A decisão foi tomada pelo juiz Douglas de Melo Martins, titular da Vara de Interesses Difusos e Coletivos, no âmbito de uma ação civil pública. Segundo o magistrado, a aplicação do chamado “preço dinâmico” em um cenário de paralisação do transporte público, sem transparência adequada, pode caracterizar vantagem excessiva e abuso contra o consumidor.

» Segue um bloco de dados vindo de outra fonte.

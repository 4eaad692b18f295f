//! Trade data types

use chrono::{DateTime, Utc};
use serde::{Deserialize, Deserializer};
use serde_json::Value;

/// Normalized trade shared by every aggregation path
#[derive(Clone, Debug, Default, PartialEq)]
pub struct CanonicalTrade {
    pub id: String,
    pub agent_id: Option<String>,
    pub from_amount: f64,
    pub to_amount: f64,
    pub from_token: String,
    pub to_token: String,
    pub from_token_symbol: String,
    pub to_token_symbol: String,
    pub from_chain: String,
    pub to_chain: String,
    pub from_specific_chain: Option<String>,
    pub to_specific_chain: Option<String>,
    pub notional_usd: f64,
    pub reason: String,
    /// `None` when the store carried no usable event time
    pub timestamp: Option<DateTime<Utc>>,
    pub microsite_id: String,
}

impl CanonicalTrade {
    /// Chain the trade left from, specific chain first
    pub fn effective_from_chain(&self) -> Option<&str> {
        effective_chain(self.from_specific_chain.as_deref(), &self.from_chain)
    }

    /// Chain the trade arrived on, specific chain first
    pub fn effective_to_chain(&self) -> Option<&str> {
        effective_chain(self.to_specific_chain.as_deref(), &self.to_chain)
    }
}

fn effective_chain<'a>(specific: Option<&'a str>, coarse: &'a str) -> Option<&'a str> {
    specific
        .map(str::trim)
        .filter(|chain| !chain.is_empty())
        .or_else(|| Some(coarse.trim()).filter(|chain| !chain.is_empty()))
}

/// Trade as read from a store, every field optional and loosely typed.
///
/// Deserializing from any JSON object succeeds: a field whose type does not
/// match is treated as absent (text) or handed to numeric coercion (numbers).
#[derive(Clone, Debug, Default, Deserialize)]
#[serde(rename_all = "camelCase", default)]
pub struct PartialTrade {
    #[serde(deserialize_with = "lenient_text")]
    pub id: Option<String>,
    #[serde(deserialize_with = "lenient_text")]
    pub agent_id: Option<String>,
    pub from_amount: Option<Value>,
    pub to_amount: Option<Value>,
    #[serde(deserialize_with = "lenient_text")]
    pub from_token: Option<String>,
    #[serde(deserialize_with = "lenient_text")]
    pub to_token: Option<String>,
    #[serde(deserialize_with = "lenient_text")]
    pub from_token_symbol: Option<String>,
    #[serde(deserialize_with = "lenient_text")]
    pub to_token_symbol: Option<String>,
    #[serde(deserialize_with = "lenient_text")]
    pub from_chain: Option<String>,
    #[serde(deserialize_with = "lenient_text")]
    pub to_chain: Option<String>,
    #[serde(deserialize_with = "lenient_text")]
    pub from_specific_chain: Option<String>,
    #[serde(deserialize_with = "lenient_text")]
    pub to_specific_chain: Option<String>,
    pub notional_usd: Option<Value>,
    /// Older payloads name the USD notional `tradeAmountUsd`
    pub trade_amount_usd: Option<Value>,
    #[serde(deserialize_with = "lenient_text")]
    pub reason: Option<String>,
    pub timestamp: Option<Value>,
    #[serde(deserialize_with = "lenient_text")]
    pub microsite_id: Option<String>,
}

fn lenient_text<'de, D>(deserializer: D) -> Result<Option<String>, D::Error>
where
    D: Deserializer<'de>,
{
    Ok(match Value::deserialize(deserializer)? {
        Value::String(text) => Some(text),
        _ => None,
    })
}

O juiz ressaltou que o risco de dano é imediato, já que muitos cidadãos dependem dos aplicativos para deslocamentos essenciais, como trabalho, consultas médicas e escola. Com isso, as empresas ficam proibidas de cobrar tarifas acima da média registrada nos 30 dias anteriores ao início da greve para trajetos equivalentes.
Além disso, Uber e 99 devem apresentar, no prazo de cinco dias, relatório detalhando os critérios usados na formação dos preços durante a paralisação e informar de forma clara e destacada no aplicativo o valor da tarifa dinâmica antes da confirmação da corrida.
Em caso de descumprimento, foi fixada multa diária de R$ 50 mil, a ser revertida ao Fundo Estadual de Direitos Difusos. As empresas foram citadas para apresentar defesa no prazo legal de 15 dias, e o Ministério Público acompanha o caso como fiscal da lei.